# Problem to work on
Each line below is to be written out in full, exactly as shown.

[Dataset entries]
—————
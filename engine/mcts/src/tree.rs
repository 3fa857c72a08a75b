//! Arena-allocated search tree: selection, expansion, backpropagation.
//!
//! Nodes live in one `Vec` and reference each other by index, so the
//! whole tree is freed by dropping the arena and parent links cannot
//! dangle. A tree lives for exactly one move decision.

use games_nogo::{Board, Color, MoveOutcome, Place};

use crate::node::{NodeId, SearchNode};
use crate::rave::RaveTable;

/// Search tree with arena node storage.
#[derive(Debug)]
pub struct SearchTree {
    nodes: Vec<SearchNode>,
    root: NodeId,
}

impl SearchTree {
    /// Root the tree at `position` with `to_move` to play.
    pub fn new(position: Board, to_move: Color) -> Self {
        Self {
            nodes: vec![SearchNode::new_root(position, to_move)],
            root: NodeId(0),
        }
    }

    #[inline]
    pub fn root(&self) -> NodeId {
        self.root
    }

    #[inline]
    pub fn get(&self, id: NodeId) -> &SearchNode {
        &self.nodes[id.0 as usize]
    }

    #[inline]
    pub fn get_mut(&mut self, id: NodeId) -> &mut SearchNode {
        &mut self.nodes[id.0 as usize]
    }

    /// Total number of nodes in the arena.
    #[inline]
    pub fn len(&self) -> usize {
        self.nodes.len()
    }

    #[inline]
    pub fn is_empty(&self) -> bool {
        self.nodes.is_empty()
    }

    /// Descend from the root to a childless node, following the highest
    /// cached score at every level; ties go to the lowest child index.
    pub fn select_leaf(&self) -> NodeId {
        let mut current = self.root;
        loop {
            let node = self.get(current);
            if node.children.is_empty() {
                return current;
            }
            let mut best = node.children[0];
            let mut best_score = self.get(best).score;
            for &child in &node.children[1..] {
                let score = self.get(child).score;
                if score > best_score {
                    best = child;
                    best_score = score;
                }
            }
            current = best;
        }
    }

    /// Add a child per legal reply of the node's side to move.
    ///
    /// Cells are enumerated 0..80 in order, so trees built from the same
    /// position produce identical sibling order; the parallel merge
    /// depends on this. No-op on an already-expanded node; a node whose
    /// side has no legal reply stays childless (terminal).
    pub fn expand(&mut self, id: NodeId) {
        if self.get(id).is_expanded() {
            return;
        }
        let position = self.get(id).position;
        let color = self.get(id).to_move;

        for index in 0..Board::CELLS as u8 {
            let mv = Place::new(index, color);
            let mut after = position;
            if after.apply(mv) == MoveOutcome::Legal {
                let child = SearchNode::new_child(id, mv, after, color.opponent());
                let child_id = NodeId(self.nodes.len() as u32);
                self.nodes.push(child);
                self.get_mut(id).children.push(child_id);
            }
        }
    }

    /// Plain-UCB backpropagation.
    ///
    /// Walks from `leaf` to the root, excluding the root itself (it has no
    /// selection decision to influence), crediting a win to each node
    /// whose incoming placement was made by the rollout winner and
    /// refreshing the cached score against the driver's global iteration
    /// count.
    pub fn backup(&mut self, leaf: NodeId, winner: Color, total_iterations: u32, exploration: f64) {
        let mut current = leaf;
        while current != self.root {
            let node = self.get_mut(current);
            node.visits += 1;
            if winner == node.to_move.opponent() {
                node.wins += 1;
            }
            node.score = node.ucb1(exploration, total_iterations);
            current = node.parent;
        }
    }

    /// RAVE backpropagation.
    ///
    /// As [`Self::backup`], but each placement on the path is also
    /// credited in the per-search RAVE table, and the root's visit count
    /// is maintained because the blended exploration term reads the
    /// parent's visits. Counters are settled for the whole path before any
    /// score is refreshed, so every node scores against its parent's
    /// up-to-date visit count.
    pub fn backup_rave(
        &mut self,
        leaf: NodeId,
        winner: Color,
        rave: &mut RaveTable,
        completed: u32,
        schedule: f64,
        exploration: f64,
    ) {
        let root = self.root;
        let mut current = leaf;
        loop {
            let node = self.get_mut(current);
            node.visits += 1;
            let mover_won = winner == node.to_move.opponent();
            if mover_won {
                node.wins += 1;
            }
            if let Some(incoming) = node.incoming {
                rave.record(incoming, mover_won);
            }
            if current == root {
                break;
            }
            current = node.parent;
        }

        let beta = RaveTable::beta(schedule, completed);
        let mut current = leaf;
        while current != root {
            let parent = self.get(current).parent;
            let parent_visits = self.get(parent).visits;
            let stats = self
                .get(current)
                .incoming
                .map(|mv| rave.get(mv))
                .unwrap_or_default();
            let node = self.get_mut(current);
            node.score = node.ucb_rave(stats, beta, exploration, parent_visits);
            current = parent;
        }
    }

    /// Root child with the greatest visit count, first-found on ties.
    pub fn best_root_child(&self) -> Option<NodeId> {
        let root = self.get(self.root);
        let mut best: Option<(NodeId, u32)> = None;
        for &child in &root.children {
            let visits = self.get(child).visits;
            match best {
                Some((_, best_visits)) if visits <= best_visits => {}
                _ => best = Some((child, visits)),
            }
        }
        best.map(|(id, _)| id)
    }

    /// Per-root-child `(placement, visits)` in expansion order.
    pub fn root_stats(&self) -> Vec<(Place, u32)> {
        self.get(self.root)
            .children
            .iter()
            .map(|&id| {
                let node = self.get(id);
                let mv = node.incoming.expect("root children carry a placement");
                (mv, node.visits)
            })
            .collect()
    }

    /// Assert the structural invariants; test support.
    ///
    /// Checks that wins never exceed visits, that sides alternate along
    /// parent links, and that a visited internal node's visit count equals
    /// its children's total plus the one visit that triggered its own
    /// expansion (the root is bookkept separately and exempt).
    pub fn check_invariants(&self) {
        for (idx, node) in self.nodes.iter().enumerate() {
            assert!(node.wins <= node.visits, "wins exceed visits at node {idx}");

            if node.parent.is_some() {
                assert_eq!(
                    node.to_move,
                    self.get(node.parent).to_move.opponent(),
                    "sides must alternate at node {idx}"
                );
            }

            if NodeId(idx as u32) != self.root && node.is_expanded() && node.visits >= 1 {
                let child_sum: u32 = node.children.iter().map(|&c| self.get(c).visits).sum();
                assert_eq!(
                    child_sum + 1,
                    node.visits,
                    "visit bookkeeping broken at node {idx}"
                );
            }
        }
    }
}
—————
# Answer for the task
filename engine/mcts/src/tree.rs
repository 3fa857c72a08a75b
//! Arena-allocated search tree: selection, expansion, backpropagation.
//!
//! Nodes live in one `Vec` and reference each other by index, so the
//! whole tree is freed by dropping the arena and parent links cannot
//! dangle. A tree lives for exactly one move decision.

use games_nogo::{Board, Color, MoveOutcome, Place};

use crate::node::{NodeId, SearchNode};
use crate::rave::RaveTable;

/// Search tree with arena node storage.
#[derive(Debug)]
pub struct SearchTree {
    nodes: Vec<SearchNode>,
    root: NodeId,
}

impl SearchTree {
    /// Root the tree at `position` with `to_move` to play.
    pub fn new(position: Board, to_move: Color) -> Self {
        Self {
            nodes: vec![SearchNode::new_root(position, to_move)],
            root: NodeId(0),
        }
    }

    #[inline]
    pub fn root(&self) -> NodeId {
        self.root
    }

    #[inline]
    pub fn get(&self, id: NodeId) -> &SearchNode {
        &self.nodes[id.0 as usize]
    }

    #[inline]
    pub fn get_mut(&mut self, id: NodeId) -> &mut SearchNode {
        &mut self.nodes[id.0 as usize]
    }

    /// Total number of nodes in the arena.
    #[inline]
    pub fn len(&self) -> usize {
        self.nodes.len()
    }

    #[inline]
    pub fn is_empty(&self) -> bool {
        self.nodes.is_empty()
    }

    /// Descend from the root to a childless node, following the highest
    /// cached score at every level; ties go to the lowest child index.
    pub fn select_leaf(&self) -> NodeId {
        let mut current = self.root;
        loop {
            let node = self.get(current);
            if node.children.is_empty() {
                return current;
            }
            let mut best = node.children[0];
            let mut best_score = self.get(best).score;
            for &child in &node.children[1..] {
                let score = self.get(child).score;
                if score > best_score {
                    best = child;
                    best_score = score;
                }
            }
            current = best;
        }
    }

    /// Add a child per legal reply of the node's side to move.
    ///
    /// Cells are enumerated 0..80 in order, so trees built from the same
    /// position produce identical sibling order; the parallel merge
    /// depends on this. No-op on an already-expanded node; a node whose
    /// side has no legal reply stays childless (terminal).
    pub fn expand(&mut self, id: NodeId) {
        if self.get(id).is_expanded() {
            return;
        }
        let position = self.get(id).position;
        let color = self.get(id).to_move;

        for index in 0..Board::CELLS as u8 {
            let mv = Place::new(index, color);
            let mut after = position;
            if after.apply(mv) == MoveOutcome::Legal {
                let child = SearchNode::new_child(id, mv, after, color.opponent());
                let child_id = NodeId(self.nodes.len() as u32);
                self.nodes.push(child);
                self.get_mut(id).children.push(child_id);
            }
        }
    }

    /// Plain-UCB backpropagation.
    ///
    /// Walks from `leaf` to the root, excluding the root itself (it has no
    /// selection decision to influence), crediting a win to each node
    /// whose incoming placement was made by the rollout winner and
    /// refreshing the cached score against the driver's global iteration
    /// count.
    pub fn backup(&mut self, leaf: NodeId, winner: Color, total_iterations: u32, exploration: f64) {
        let mut current = leaf;
        while current != self.root {
            let node = self.get_mut(current);
            node.visits += 1;
            if winner == node.to_move.opponent() {
                node.wins += 1;
            }
            node.score = node.ucb1(exploration, total_iterations);
            current = node.parent;
        }
    }

    /// RAVE backpropagation.
    ///
    /// As [`Self::backup`], but each placement on the path is also
    /// credited in the per-search RAVE table, and the root's visit count
    /// is maintained because the blended exploration term reads the
    /// parent's visits. Counters are settled for the whole path before any
    /// score is refreshed, so every node scores against its parent's
    /// up-to-date visit count.
    pub fn backup_rave(
        &mut self,
        leaf: NodeId,
        winner: Color,
        rave: &mut RaveTable,
        completed: u32,
        schedule: f64,
        exploration: f64,
    ) {
        let root = self.root;
        let mut current = leaf;
        loop {
            let node = self.get_mut(current);
            node.visits += 1;
            let mover_won = winner == node.to_move.opponent();
            if mover_won {
                node.wins += 1;
            }
            if let Some(incoming) = node.incoming {
                rave.record(incoming, mover_won);
            }
            if current == root {
                break;
            }
            current = node.parent;
        }

        let beta = RaveTable::beta(schedule, completed);
        let mut current = leaf;
        while current != root {
            let parent = self.get(current).parent;
            let parent_visits = self.get(parent).visits;
            let stats = self
                .get(current)
                .incoming
                .map(|mv| rave.get(mv))
                .unwrap_or_default();
            let node = self.get_mut(current);
            node.score = node.ucb_rave(stats, beta, exploration, parent_visits);
            current = parent;
        }
    }

    /// Root child with the greatest visit count, first-found on ties.
    pub fn best_root_child(&self) -> Option<NodeId> {
        let root = self.get(self.root);
        let mut best: Option<(NodeId, u32)> = None;
        for &child in &root.children {
            let visits = self.get(child).visits;
            match best {
                Some((_, best_visits)) if visits <= best_visits => {}
                _ => best = Some((child, visits)),
            }
        }
        best.map(|(id, _)| id)
    }

    /// Per-root-child `(placement, visits)` in expansion order.
    pub fn root_stats(&self) -> Vec<(Place, u32)> {
        self.get(self.root)
            .children
            .iter()
            .map(|&id| {
                let node = self.get(id);
                let mv = node.incoming.expect("root children carry a placement");
                (mv, node.visits)
            })
            .collect()
    }

    /// Assert the structural invariants; test support.
    ///
    /// Checks that wins never exceed visits, that sides alternate along
    /// parent links, and that a visited internal node's visit count equals
    /// its children's total plus the one visit that triggered its own
    /// expansion (the root is bookkept separately and exempt).
    pub fn check_invariants(&self) {
        for (idx, node) in self.nodes.iter().enumerate() {
            assert!(node.wins <= node.visits, "wins exceed visits at node {idx}");

            if node.parent.is_some() {
                assert_eq!(
                    node.to_move,
                    self.get(node.parent).to_move.opponent(),
                    "sides must alternate at node {idx}"
                );
            }

            if NodeId(idx as u32) != self.root && node.is_expanded() && node.visits >= 1 {
                let child_sum: u32 = node.children.iter().map(|&c| self.get(c).visits).sum();
                assert_eq!(
                    child_sum + 1,
                    node.visits,
                    "visit bookkeeping broken at node {idx}"
                );
            }
        }
    }
}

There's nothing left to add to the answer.